Tuesday, August 26, 2003, 2:45pm ET, a delicatessen in Miami Beach (95th Street and Harding)

Popping all different kind of pills under the table at the Jewish deli with Montes. These days we’re all about people watching and patience and letting the big score come to us. These fat, beautiful Floridians are funny to me. These angry Cuban exiles I find hilarious. And the girls with the fake tits turn maniacal, growing wings before your eyes if you pay attention. Our pungent meat smelling deli is mostly lazy and slow and the old give us nightmares when we’re sober. The only excitement comes from the septuagenarian Jewish servers roaring, unstoppable, taking orders and occasionally dropping plates.
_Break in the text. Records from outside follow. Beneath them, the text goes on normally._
// Copyright (c) 2024-2025 Jesse Morgan / Morgan Forge
// SPDX-License-Identifier: AGPL-3.0-or-later

//! Framework installation: locate, acquire, then read and check the descriptor.

use std::path::{Path, PathBuf};

use thiserror::Error;
use tracing::{info, warn};

use crate::fetch::{FetchEngine, FetchError};
use crate::locator::FrameworkLocator;
use crate::runtime::RuntimeInfo;
use crate::types::{Incompatibility, PipcookFramework};

/// Descriptor file shipped at the root of every framework artifact.
pub const FRAMEWORK_DESCRIPTOR: &str = "framework.json";

#[derive(Debug, Error)]
pub enum FrameworkError {
    #[error(transparent)]
    Fetch(#[from] FetchError),

    #[error("failed to read framework descriptor {}", path.display())]
    Io {
        path: PathBuf,
        #[source]
        source: std::io::Error,
    },

    #[error("invalid framework descriptor {}", path.display())]
    Parse {
        path: PathBuf,
        #[source]
        source: serde_json::Error,
    },

    /// The artifact was installed but does not fit the runtime. Its files
    /// are left in place.
    #[error("framework `{name}` is incompatible with this runtime")]
    Incompatible {
        name: String,
        #[source]
        source: Incompatibility,
    },
}

/// Installs framework artifacts for one runtime.
#[derive(Clone)]
pub struct FrameworkInstaller {
    locator: FrameworkLocator,
    engine: FetchEngine,
    runtime: RuntimeInfo,
}

impl FrameworkInstaller {
    pub fn new(locator: FrameworkLocator, engine: FetchEngine, runtime: RuntimeInfo) -> Self {
        Self {
            locator,
            engine,
            runtime,
        }
    }

    pub fn runtime(&self) -> &RuntimeInfo {
        &self.runtime
    }

    pub fn locator(&self) -> &FrameworkLocator {
        &self.locator
    }

    /// Install framework `name` from the mirror into `target_dir`.
    pub async fn install(
        &self,
        name: &str,
        target_dir: &Path,
    ) -> Result<PipcookFramework, FrameworkError> {
        let url = self.locator.locate(name, &self.runtime)?;
        info!(name, %url, "Installing framework");
        self.install_from(url.as_str(), target_dir).await
    }

    /// Install the framework artifact at `source` (any URL `acquire` accepts).
    pub async fn install_from(
        &self,
        source: &str,
        target_dir: &Path,
    ) -> Result<PipcookFramework, FrameworkError> {
        self.engine.acquire(source, target_dir).await?;
        let framework = load(target_dir).await?;

        if let Err(source) = framework.check_compatibility(&self.runtime) {
            warn!(name = %framework.name, error = %source, "Installed framework does not fit runtime");
            return Err(FrameworkError::Incompatible {
                name: framework.name,
                source,
            });
        }

        info!(name = %framework.name, version = %framework.version, path = %target_dir.display(), "Framework installed");
        Ok(framework)
    }
}

/// Read the descriptor of the framework installed in `dir`, with `path` set to `dir`.
pub async fn load(dir: &Path) -> Result<PipcookFramework, FrameworkError> {
    let path = dir.join(FRAMEWORK_DESCRIPTOR);
    let content = tokio::fs::read_to_string(&path)
        .await
        .map_err(|source| FrameworkError::Io {
            path: path.clone(),
            source,
        })?;
    let framework: PipcookFramework =
        serde_json::from_str(&content).map_err(|source| FrameworkError::Parse { path, source })?;
    Ok(framework.with_path(dir))
}
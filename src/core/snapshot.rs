//! Render-facing snapshot of a session
//!
//! The render collaborator consumes a stable copy of the state after
//! every mutation rather than reading the live session. Callers keep one
//! snapshot and refresh it in place with `GameSession::snapshot_into`.

use crate::core::{Shape, Tetromino};
use crate::types::{Cell, LineClear, Phase, PieceKind, Rgb, BOARD_COLS, BOARD_ROWS};

/// The active piece as the renderer sees it
#[derive(Debug, Clone, Copy, PartialEq, Eq)]
pub struct ActiveSnapshot {
    pub kind: PieceKind,
    pub shape: Shape,
    pub row: i8,
    pub col: i8,
    pub color: Rgb,
}

impl From<&Tetromino> for ActiveSnapshot {
    fn from(piece: &Tetromino) -> Self {
        Self {
            kind: piece.kind,
            shape: piece.shape,
            row: piece.row,
            col: piece.col,
            color: piece.color,
        }
    }
}

impl ActiveSnapshot {
    /// Board coordinates of the piece's filled cells. Rows may be
    /// negative; the renderer clips those.
    pub fn cells(&self) -> impl Iterator<Item = (i8, i8)> + '_ {
        self.shape.cells().map(|(r, c)| (self.row + r, self.col + c))
    }
}

/// Everything the render, score-display, and game-over collaborators need
#[derive(Debug, Clone, PartialEq, Eq)]
pub struct SessionSnapshot {
    pub board: [[Cell; BOARD_COLS as usize]; BOARD_ROWS as usize],
    pub active: ActiveSnapshot,
    pub score: u32,
    pub phase: Phase,
    pub last_clear: Option<LineClear>,
}

impl Default for SessionSnapshot {
    fn default() -> Self {
        Self {
            board: [[None; BOARD_COLS as usize]; BOARD_ROWS as usize],
            active: ActiveSnapshot {
                kind: PieceKind::O,
                shape: Shape::canonical(PieceKind::O),
                row: 0,
                col: 0,
                color: Rgb::default(),
            },
            score: 0,
            phase: Phase::Running,
            last_clear: None,
        }
    }
}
I don’t miss Philadelphia. Maybe my mother. Don’t miss prison. My ex girlfriend left for Vetusta, Spain before I was released. She didn’t leave a forwarding address. So Montes and I decided to come to Florida which is almost like Spain and here everybody speaks Spanish. In Miami Beach we aspire for a new state of mind but the boredom still threatens to encroach, hiding below the sun and on the beaches pretending like it’s not there but it’s there. All we got is our DVDs, computers, and guns and we’re about as happy as can be. Our shoe box-sized studio is four blocks from the beach. What more could we want while waiting for our pennies from heaven? Are we on our way to nirvana? Are we already there?
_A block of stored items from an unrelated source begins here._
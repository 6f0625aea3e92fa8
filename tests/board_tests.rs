//! Board tests - grid storage and line clearing

use blockfall::core::Board;
use blockfall::types::{PieceKind, BOARD_COLS, BOARD_ROWS};

#[test]
fn new_board_is_empty() {
    let board = Board::new();
    assert_eq!(board.rows(), BOARD_ROWS);
    assert_eq!(board.cols(), BOARD_COLS);

    for row in 0..BOARD_ROWS as i8 {
        for col in 0..BOARD_COLS as i8 {
            assert_eq!(board.get(row, col), Some(None));
            assert!(!board.is_occupied(row, col));
        }
    }
}

#[test]
fn get_out_of_bounds_is_none() {
    let board = Board::new();

    assert_eq!(board.get(-1, 0), None);
    assert_eq!(board.get(0, -1), None);
    assert_eq!(board.get(BOARD_ROWS as i8, 0), None);
    assert_eq!(board.get(0, BOARD_COLS as i8), None);
}

#[test]
fn set_out_of_bounds_is_rejected() {
    let mut board = Board::new();

    assert!(!board.set(-1, 0, Some(PieceKind::T)));
    assert!(!board.set(0, -1, Some(PieceKind::T)));
    assert!(!board.set(BOARD_ROWS as i8, 0, Some(PieceKind::T)));
    assert!(!board.set(0, BOARD_COLS as i8, Some(PieceKind::T)));

    // Nothing landed anywhere.
    assert!(board.cells().iter().all(|c| c.is_none()));
}

#[test]
fn row_full_detection() {
    let mut board = Board::new();
    assert!(!board.is_row_full(19));

    for col in 0..BOARD_COLS as i8 {
        board.set(19, col, Some(PieceKind::I));
    }
    assert!(board.is_row_full(19));

    board.set(19, 3, None);
    assert!(!board.is_row_full(19));

    // Out-of-range row index is never "full".
    assert!(!board.is_row_full(BOARD_ROWS as usize));
}

#[test]
fn clearing_no_full_rows_is_a_no_op() {
    let mut board = Board::new();
    board.set(10, 4, Some(PieceKind::L));
    let before = board.to_rows();

    let cleared = board.clear_full_rows();
    assert!(cleared.is_empty());
    assert_eq!(board.to_rows(), before);
}

#[test]
fn quadruple_clear_leaves_four_empty_top_rows() {
    let mut board = Board::new();
    for row in 16..20 {
        for col in 0..BOARD_COLS as i8 {
            board.set(row, col, Some(PieceKind::I));
        }
    }
    // Markers above the full block, in a known vertical order.
    board.set(14, 0, Some(PieceKind::L));
    board.set(15, 0, Some(PieceKind::J));

    let cleared = board.clear_full_rows();
    assert_eq!(cleared.as_slice(), &[16, 17, 18, 19]);

    // Exactly 4 empty rows at the top.
    for row in 0..4 {
        for col in 0..BOARD_COLS as i8 {
            assert_eq!(board.get(row, col), Some(None));
        }
    }
    // Markers compacted to the bottom, original relative order intact.
    assert_eq!(board.get(18, 0), Some(Some(PieceKind::L)));
    assert_eq!(board.get(19, 0), Some(Some(PieceKind::J)));
}

#[test]
fn interleaved_full_rows_compact_correctly() {
    let mut board = Board::new();
    // Full rows at 15, 17, 19; markers at 16 and 18.
    for &row in &[15, 17, 19] {
        for col in 0..BOARD_COLS as i8 {
            board.set(row, col, Some(PieceKind::Z));
        }
    }
    board.set(16, 1, Some(PieceKind::S));
    board.set(18, 2, Some(PieceKind::T));

    let cleared = board.clear_full_rows();
    assert_eq!(cleared.as_slice(), &[15, 17, 19]);

    assert_eq!(board.get(18, 1), Some(Some(PieceKind::S)));
    assert_eq!(board.get(19, 2), Some(Some(PieceKind::T)));
    // Everything above the two compacted survivor rows is empty.
    for row in 0..18usize {
        assert!(!board.is_row_full(row));
        for col in 0..BOARD_COLS as i8 {
            assert_eq!(board.get(row as i8, col), Some(None), "({}, {})", row, col);
        }
    }
}

#[test]
fn clear_resets_every_cell() {
    let mut board = Board::new();
    for col in 0..BOARD_COLS as i8 {
        board.set(19, col, Some(PieceKind::O));
    }
    board.clear();
    assert!(board.cells().iter().all(|c| c.is_none()));
}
We wait for our coffee refills before ordering our strawberry cheesecakes when a couple enters the deli and sits in a booth right in front of us. We are lounging in the middle of the dining room in a four top. We like the middle because we can watch all the action from any direction by just switching seats.

The man looks Hispanic or Caribbean but he speaks with an American accent. The woman is short with blond hair, and reminds me of this neighborhood lady who killed her baby with a pillow back in Philly in 2001. She has on very little make-up. They both study their menus. The man seems to be in an upbeat mood. The woman returns his glances and smiles. The man has a voice that vibrates over the entire dining room.

I’m not sure why they hold my attention. Is it because she’s white and he’s brown? No, that’s not it. On the contrary, the more I watch them, the more they look the same. Are they a handsome couple? I wouldn’t go as far as to say that. But they are an interesting couple. They’re definitely not married. The woman doesn’t have a ring, and the man doesn’t dress like a married man. I guess they’re just friends. They look about early 40’s or older. There’s no intimacy. You can learn an awful lot just by studying a woman’s body language.

They both order ice tea. And for their meal, the man goes with the pastrami sandwich and the woman orders a chicken salad. They are getting a little boring so I stop looking at them for a few minutes and stare at a sixteen-year-old girl sitting behind us with her grandmother. She is wearing tight, white shorts, and has some really nice, long legs and her skin is smooth, flawless like a brand new human about to enter the top of her game. I am certain dozens of boys are already hopelessly in love in their beds under the covers at night. Montes has been staring at her like a house cat going after a canary. He wants to eat her but the law doesn’t allow it. So he has to do it while the law isn’t watching. He’s really good at that.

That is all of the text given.